EXERCISE INSTRUCTIONS -
Take from the data every line in which the word "privileges" is found.

SUPPLIED MATERIAL -
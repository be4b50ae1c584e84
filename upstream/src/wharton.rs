//! Wharton reservation API.

use crate::client::{AvailabilityQuery, RoomAvailability, Slot, UpstreamClient, UpstreamReservation};
use crate::http::{self, join, status_error};
use crate::token::TokenCache;
use async_trait::async_trait;
use campus_gsr_core::time::{
    DATE_FORMAT, WHARTON_FORMAT, format_in, local_date, parse_wire, start_of_day,
};
use campus_gsr_core::{Clock, GsrConfig, GsrError, Provider, Result, User};
use chrono::{DateTime, Days, Utc};
use chrono_tz::Tz;
use reqwest::{Client, RequestBuilder};
use serde::Deserialize;
use serde_json::{Value, json};
use std::sync::Arc;
use std::time::Duration;

const PROVIDER: Provider = Provider::Wharton;
const ENTITLED_TYPES: [&str; 2] = ["whartonMBA", "whartonUGR"];

#[derive(Deserialize)]
struct WhartonRoom {
    id: i64,
    room_name: String,
    #[serde(default)]
    availability: Vec<WhartonSlot>,
}

#[derive(Deserialize)]
struct WhartonSlot {
    start_time: String,
    end_time: String,
    #[serde(default)]
    reserved: bool,
}

#[derive(Deserialize)]
struct WhartonBookings {
    #[serde(default)]
    bookings: Vec<WhartonBooking>,
}

#[derive(Deserialize)]
struct WhartonBooking {
    booking_id: Value,
    lid: Value,
    rid: i64,
    room: String,
    start: String,
    end: String,
}

/// Client for the Wharton GSR API. Authenticates with a static token.
pub struct WhartonClient {
    http: Client,
    base: String,
    tokens: Arc<TokenCache>,
    clock: Arc<dyn Clock>,
    tz: Tz,
    timeout: Duration,
}

impl WhartonClient {
    /// Build from configuration. `tokens` must hold a Wharton slot.
    #[must_use]
    pub fn new(http: Client, config: &GsrConfig, tokens: Arc<TokenCache>, clock: Arc<dyn Clock>) -> Self {
        Self {
            http,
            base: config.upstream.wharton_url.clone(),
            tokens,
            clock,
            tz: config.policy.timezone,
            timeout: config.upstream.timeout,
        }
    }

    async fn authorized(&self, request: RequestBuilder) -> Result<RequestBuilder> {
        let token = self.tokens.acquire(PROVIDER).await?;
        Ok(request
            .header("Authorization", format!("Token {token}"))
            .timeout(self.timeout))
    }

    fn url(&self, user: &User, path: &str) -> String {
        join(&self.base, &format!("{}/{}", user.username, path))
    }

    fn wire(&self, dt: DateTime<Utc>) -> String {
        format_in(dt, self.tz, WHARTON_FORMAT)
    }
}

fn parse_upstream(s: &str) -> Result<DateTime<Utc>> {
    parse_wire(s).map_err(|_| GsrError::upstream(PROVIDER, format!("Malformed timestamp: {s}")))
}

fn field_message(body: &Value, key: &str) -> Option<String> {
    match body.get(key)? {
        Value::Null => None,
        Value::String(s) => Some(s.clone()),
        other => Some(other.to_string()),
    }
}

fn scalar_string(value: &Value) -> Option<String> {
    match value {
        Value::String(s) => Some(s.clone()),
        Value::Number(n) => Some(n.to_string()),
        _ => None,
    }
}

#[async_trait]
impl UpstreamClient for WhartonClient {
    fn provider(&self) -> Provider {
        PROVIDER
    }

    #[tracing::instrument(skip(self, user), fields(provider = "wharton", user = %user.username))]
    async fn availability(&self, query: &AvailabilityQuery, user: &User) -> Result<Vec<RoomAvailability>> {
        let now = self.clock.now();
        let date = query.start.unwrap_or_else(|| local_date(now, self.tz));
        let last = query.end.unwrap_or(date);
        let next = last
            .checked_add_days(Days::new(1))
            .ok_or_else(|| GsrError::Invalid(format!("Date out of range: {last}")))?;
        let window_end = start_of_day(next, self.tz)?;

        let path = format!("availability/{}/{}", query.lid, date.format(DATE_FORMAT));
        let request = self.authorized(self.http.get(self.url(user, &path))).await?;
        let response = http::send(PROVIDER, "availability", request).await?;
        let (status, body) = http::json_body(PROVIDER, response).await?;

        if body.get("closed").and_then(Value::as_bool) == Some(true) {
            return Ok(Vec::new());
        }
        if let Some(message) = field_message(&body, "error").or_else(|| field_message(&body, "detail")) {
            return Err(GsrError::upstream(PROVIDER, message));
        }
        if !status.is_success() {
            return Err(status_error(PROVIDER, status));
        }

        let rooms: Vec<WhartonRoom> = serde_json::from_value(body)
            .map_err(|_| GsrError::upstream(PROVIDER, "Malformed response"))?;

        rooms
            .into_iter()
            .map(|room| {
                let mut availability = Vec::new();
                for slot in room.availability.into_iter().filter(|s| !s.reserved) {
                    let start_time = parse_upstream(&slot.start_time)?;
                    let end_time = parse_upstream(&slot.end_time)?;
                    if start_time >= now && end_time <= window_end {
                        availability.push(Slot { start_time, end_time });
                    }
                }
                Ok(RoomAvailability {
                    room_name: room.room_name,
                    id: room.id,
                    availability,
                })
            })
            .collect()
    }

    #[tracing::instrument(skip(self, user), fields(provider = "wharton", user = %user.username))]
    async fn book(&self, room_id: i64, start: DateTime<Utc>, end: DateTime<Utc>, user: &User) -> Result<String> {
        let payload = json!({
            "start": self.wire(start),
            "end": self.wire(end),
            "pennkey": user.username,
            "room": room_id,
        });
        let request = self
            .authorized(self.http.post(self.url(user, "student_reserve")).json(&payload))
            .await?;
        let response = http::send(PROVIDER, "book", request).await?;
        let (status, body) = http::json_body(PROVIDER, response).await?;

        if let Some(message) = field_message(&body, "error") {
            tracing::info!(room_id, %message, "Wharton refused booking");
            return Err(GsrError::upstream(PROVIDER, message));
        }
        if !status.is_success() {
            return Err(status_error(PROVIDER, status));
        }
        body.get("booking_id")
            .and_then(scalar_string)
            .ok_or_else(|| GsrError::upstream(PROVIDER, "Missing booking_id"))
    }

    #[tracing::instrument(skip(self, user), fields(provider = "wharton", user = %user.username))]
    async fn cancel(&self, booking_id: &str, user: &User) -> Result<()> {
        let path = format!("reservations/{booking_id}/cancel");
        let request = self.authorized(self.http.delete(self.url(user, &path))).await?;
        let response = http::send(PROVIDER, "cancel", request).await?;
        let (status, body) = http::json_body(PROVIDER, response).await?;

        if let Some(message) = field_message(&body, "detail") {
            return Err(GsrError::upstream(PROVIDER, message));
        }
        if !status.is_success() {
            return Err(status_error(PROVIDER, status));
        }
        Ok(())
    }

    async fn reservations(&self, user: &User) -> Result<Vec<UpstreamReservation>> {
        let request = self.authorized(self.http.get(self.url(user, "reservations"))).await?;
        let response = http::send(PROVIDER, "reservations", request).await?;
        let body: WhartonBookings = http::typed_body(PROVIDER, response).await?;
        let now = self.clock.now();

        let mut upcoming = Vec::new();
        for booking in body.bookings {
            let end = parse_upstream(&booking.end)?;
            if end < now {
                continue;
            }
            upcoming.push(UpstreamReservation {
                booking_id: scalar_string(&booking.booking_id)
                    .ok_or_else(|| GsrError::upstream(PROVIDER, "Malformed booking_id"))?,
                lid: scalar_string(&booking.lid).unwrap_or_default(),
                room_id: booking.rid,
                room_name: booking.room,
                start: parse_upstream(&booking.start)?,
                end,
            });
        }
        Ok(upcoming)
    }

    async fn entitlement(&self, user: &User) -> Result<bool> {
        let request = self.authorized(self.http.get(self.url(user, "privileges"))).await?;
        let response = http::send(PROVIDER, "privileges", request).await?;
        let (status, body) = http::json_body(PROVIDER, response).await?;

        if status.is_server_error() {
            return Err(status_error(PROVIDER, status));
        }
        Ok(body
            .get("type")
            .and_then(Value::as_str)
            .is_some_and(|t| ENTITLED_TYPES.contains(&t)))
    }
}

#[cfg(test)]
#[allow(clippy::unwrap_used, clippy::expect_used)]
mod tests {
    use super::*;
    use campus_gsr_testing::{FixedClock, fixtures};
    use chrono::{NaiveDate, TimeDelta};
    use wiremock::matchers::{body_json, header, method, path};
    use wiremock::{Mock, MockServer, ResponseTemplate};

    fn client(server: &MockServer) -> WhartonClient {
        let clock: Arc<dyn Clock> = Arc::new(FixedClock::new(fixtures::local(2025, 3, 10, 8, 0)));
        let config = GsrConfig::default().with_wharton(format!("{}/gsr/api/v1/", server.uri()), "wh-token");
        let tokens = Arc::new(
            TokenCache::new(Client::new(), Arc::clone(&clock), TimeDelta::seconds(30), Duration::from_secs(5))
                .with_static(Provider::Wharton, "wh-token"),
        );
        WhartonClient::new(Client::new(), &config, tokens, clock)
    }

    fn query() -> AvailabilityQuery {
        AvailabilityQuery {
            lid: "1".to_string(),
            gid: "1".to_string(),
            start: NaiveDate::from_ymd_opt(2025, 3, 10),
            end: None,
        }
    }

    #[tokio::test]
    async fn closed_day_yields_no_rooms() {
        let server = MockServer::start().await;
        Mock::given(method("GET"))
            .and(path("/gsr/api/v1/alice/availability/1/2025-03-10"))
            .and(header("Authorization", "Token wh-token"))
            .respond_with(ResponseTemplate::new(200).set_body_json(json!({"closed": true})))
            .mount(&server)
            .await;

        let rooms = client(&server)
            .availability(&query(), &fixtures::wharton_user("alice"))
            .await
            .unwrap();
        assert!(rooms.is_empty());
    }

    #[tokio::test]
    async fn availability_drops_past_reserved_and_next_day_slots() {
        let server = MockServer::start().await;
        Mock::given(method("GET"))
            .and(path("/gsr/api/v1/alice/availability/1/2025-03-10"))
            .respond_with(ResponseTemplate::new(200).set_body_json(json!([{
                "id": 94,
                "room_name": "GSR 1",
                "availability": [
                    {"start_time": "2025-03-10T07:30:00-0400", "end_time": "2025-03-10T08:00:00-0400", "reserved": false},
                    {"start_time": "2025-03-10T09:00:00-0400", "end_time": "2025-03-10T09:30:00-0400", "reserved": false},
                    {"start_time": "2025-03-10T09:30:00-0400", "end_time": "2025-03-10T10:00:00-0400", "reserved": true},
                    {"start_time": "2025-03-11T09:00:00-0400", "end_time": "2025-03-11T09:30:00-0400", "reserved": false}
                ]
            }])))
            .mount(&server)
            .await;

        let rooms = client(&server)
            .availability(&query(), &fixtures::wharton_user("alice"))
            .await
            .unwrap();
        assert_eq!(rooms.len(), 1);
        assert_eq!(rooms[0].id, 94);
        assert_eq!(
            rooms[0].availability,
            vec![Slot {
                start_time: fixtures::local(2025, 3, 10, 9, 0),
                end_time: fixtures::local(2025, 3, 10, 9, 30),
            }]
        );
    }

    #[tokio::test]
    async fn book_sends_wharton_formatted_times() {
        let server = MockServer::start().await;
        Mock::given(method("POST"))
            .and(path("/gsr/api/v1/alice/student_reserve"))
            .and(body_json(json!({
                "start": "2025-03-10T09:00:00-0400",
                "end": "2025-03-10T10:30:00-0400",
                "pennkey": "alice",
                "room": 94,
            })))
            .respond_with(ResponseTemplate::new(200).set_body_json(json!({"booking_id": 1234})))
            .mount(&server)
            .await;

        let id = client(&server)
            .book(
                94,
                fixtures::local(2025, 3, 10, 9, 0),
                fixtures::local(2025, 3, 10, 10, 30),
                &fixtures::wharton_user("alice"),
            )
            .await
            .unwrap();
        assert_eq!(id, "1234");
    }

    #[tokio::test]
    async fn book_error_field_is_surfaced_verbatim() {
        let server = MockServer::start().await;
        Mock::given(method("POST"))
            .and(path("/gsr/api/v1/bob/student_reserve"))
            .respond_with(ResponseTemplate::new(400).set_body_json(json!({"error": "Room taken"})))
            .mount(&server)
            .await;

        let err = client(&server)
            .book(
                94,
                fixtures::local(2025, 3, 10, 10, 30),
                fixtures::local(2025, 3, 10, 11, 30),
                &fixtures::wharton_user("bob"),
            )
            .await
            .unwrap_err();
        assert_eq!(err.to_string(), "Wharton: Room taken");
    }

    #[tokio::test]
    async fn cancel_detail_is_an_error() {
        let server = MockServer::start().await;
        Mock::given(method("DELETE"))
            .and(path("/gsr/api/v1/alice/reservations/77/cancel"))
            .respond_with(ResponseTemplate::new(404).set_body_json(json!({"detail": "Not found."})))
            .mount(&server)
            .await;

        let err = client(&server)
            .cancel("77", &fixtures::wharton_user("alice"))
            .await
            .unwrap_err();
        assert_eq!(err, GsrError::upstream(Provider::Wharton, "Not found."));
    }

    #[tokio::test]
    async fn reservations_keep_only_upcoming() {
        let server = MockServer::start().await;
        Mock::given(method("GET"))
            .and(path("/gsr/api/v1/alice/reservations"))
            .respond_with(ResponseTemplate::new(200).set_body_json(json!({"bookings": [
                {"booking_id": 1, "lid": 1, "rid": 94, "room": "GSR 1",
                 "start": "2025-03-09T09:00:00-0400", "end": "2025-03-09T10:00:00-0400"},
                {"booking_id": "2", "lid": "1", "rid": 95, "room": "GSR 2",
                 "start": "2025-03-10T09:00:00-0400", "end": "2025-03-10T10:00:00-0400"}
            ]})))
            .mount(&server)
            .await;

        let upcoming = client(&server)
            .reservations(&fixtures::wharton_user("alice"))
            .await
            .unwrap();
        assert_eq!(upcoming.len(), 1);
        assert_eq!(upcoming[0].booking_id, "2");
        assert_eq!(upcoming[0].room_id, 95);
    }

    #[tokio::test]
    async fn entitlement_checks_privilege_type() {
        let server = MockServer::start().await;
        Mock::given(method("GET"))
            .and(path("/gsr/api/v1/alice/privileges"))
            .respond_with(ResponseTemplate::new(200).set_body_json(json!({"type": "whartonMBA"})))
            .mount(&server)
            .await;
        Mock::given(method("GET"))
            .and(path("/gsr/api/v1/carol/privileges"))
            .respond_with(ResponseTemplate::new(200).set_body_json(json!({"type": "other"})))
            .mount(&server)
            .await;

        let client = client(&server);
        assert!(client.entitlement(&fixtures::wharton_user("alice")).await.unwrap());
        assert!(!client.entitlement(&fixtures::wharton_user("carol")).await.unwrap());
    }
}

RESULT OF THE TASK -
        let request = self.authorized(self.http.get(self.url(user, "privileges"))).await?;
        let response = http::send(PROVIDER, "privileges", request).await?;
            .and(path("/gsr/api/v1/alice/privileges"))
            .and(path("/gsr/api/v1/carol/privileges"))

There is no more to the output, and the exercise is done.